WHAT IS EXPECTED> Among the entries below, please repeat exactly and only the lines from the line containing "let mut dated: Vec<(NaiveDateTime, PunchKind)>" to the line containing "let mut end = ts;", both lines included.

DATA PROVIDED>
//! Turns raw ERP rows into typed intervals.

use crate::core::calculator::normalize::{TimestampError, normalize_timestamp};
use crate::models::interval::{Interval, PresenceInterval, WorkOrderInterval};
use crate::models::punch::{Punch, PunchKind};
use crate::models::work_order::WorkOrderRecord;
use chrono::{Duration, NaiveDateTime};
use tracing::debug;

#[derive(Debug, Clone, Copy, Default)]
pub struct IntervalOptions {
    /// Read an end time earlier than the start, on the same date, as
    /// belonging to the next day.
    pub midnight_rollover: bool,
}

/// Build the interval of one job-control row.
///
/// A missing end date means the operation ended on its start date.
pub fn work_order_interval(
    record: &WorkOrderRecord,
    opts: IntervalOptions,
) -> Result<WorkOrderInterval, TimestampError> {
    let start = normalize_timestamp(&record.start_date, &record.start_time)?;

    let end_date = if record.end_date.trim().is_empty() {
        record.start_date.as_str()
    } else {
        record.end_date.as_str()
    };
    let mut end = normalize_timestamp(end_date, &record.end_time)?;

    if opts.midnight_rollover && end < start && end.date() == start.date() {
        end += Duration::days(1);
    }

    let span = Interval::new(start, end).ok_or(TimestampError::NotAfterStart)?;

    Ok(WorkOrderInterval {
        employee_id: record.employee_id.clone(),
        article_id: record.article.clone(),
        span,
    })
}

/// Valid intervals paired with their source row, plus the number of rows
/// that had to be dropped.
pub fn collect_work_intervals(
    records: &[WorkOrderRecord],
    opts: IntervalOptions,
) -> (Vec<(WorkOrderInterval, &WorkOrderRecord)>, usize) {
    let mut valid = Vec::with_capacity(records.len());
    let mut discarded = 0;

    for rec in records {
        match work_order_interval(rec, opts) {
            Ok(iv) => valid.push((iv, rec)),
            Err(e) => {
                debug!(record = %rec.label(), reason = %e, "skipping work-order row");
                discarded += 1;
            }
        }
    }

    (valid, discarded)
}

/// Pair punches into presence intervals.
///
/// Punches are ordered by calendar date, keeping the ERP order within a day.
/// Each `in` is closed by the next `out`; an exit earlier than its entry on
/// the same date crossed midnight. Open entries and orphan exits add nothing.
pub fn presence_intervals(employee_id: &str, punches: &[Punch]) -> Vec<PresenceInterval> {
    let mut dated: Vec<(NaiveDateTime, PunchKind)> = Vec::with_capacity(punches.len());

    for p in punches {
        match normalize_timestamp(&p.date, &p.time) {
            Ok(ts) => dated.push((ts, p.kind)),
            Err(e) => debug!(employee = employee_id, date = %p.date, reason = %e, "skipping punch"),
        }
    }

    // stable: same-day punches keep ERP order
    dated.sort_by_key(|(ts, _)| ts.date());

    let mut out = Vec::new();
    let mut open: Option<NaiveDateTime> = None;

    for (i, &(ts, kind)) in dated.iter().enumerate() {
        match kind {
            PunchKind::In => {
                if let Some(prev) = open {
                    debug!(employee = employee_id, entry = %prev, "entry without exit");
                }
                open = Some(ts);
            }
            PunchKind::Out => {
                let Some(start) = open.take() else {
                    debug!(employee = employee_id, exit = %ts, "exit without entry");
                    continue;
                };

                let mut end = ts;
                if end < start && end.date() == start.date() {
                    // a later entry on the same date means this was no night shift
                    let entry_follows_same_day = dated[i + 1..]
                        .iter()
                        .take_while(|(next, _)| next.date() == ts.date())
                        .any(|(_, k)| *k == PunchKind::In);
                    if entry_follows_same_day {
                        debug!(
                            employee = employee_id,
                            entry = %start,
                            exit = %ts,
                            "exit before entry on the same day; punches out of clock order?"
                        );
                    }
                    end += Duration::days(1);
                }

                if let Some(span) = Interval::new(start, end) {
                    out.push(PresenceInterval {
                        employee_id: employee_id.to_string(),
                        span,
                    });
                }
            }
        }
    }

    if let Some(prev) = open {
        debug!(employee = employee_id, entry = %prev, "entry without exit");
    }

    out
}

ANSWER BOX>
    let mut dated: Vec<(NaiveDateTime, PunchKind)> = Vec::with_capacity(punches.len());

    for p in punches {
        match normalize_timestamp(&p.date, &p.time) {
            Ok(ts) => dated.push((ts, p.kind)),
            Err(e) => debug!(employee = employee_id, date = %p.date, reason = %e, "skipping punch"),
        }
    }

    // stable: same-day punches keep ERP order
    dated.sort_by_key(|(ts, _)| ts.date());

    let mut out = Vec::new();
    let mut open: Option<NaiveDateTime> = None;

    for (i, &(ts, kind)) in dated.iter().enumerate() {
        match kind {
            PunchKind::In => {
                if let Some(prev) = open {
                    debug!(employee = employee_id, entry = %prev, "entry without exit");
                }
                open = Some(ts);
            }
            PunchKind::Out => {
                let Some(start) = open.take() else {
                    debug!(employee = employee_id, exit = %ts, "exit without entry");
                    continue;
                };

                let mut end = ts;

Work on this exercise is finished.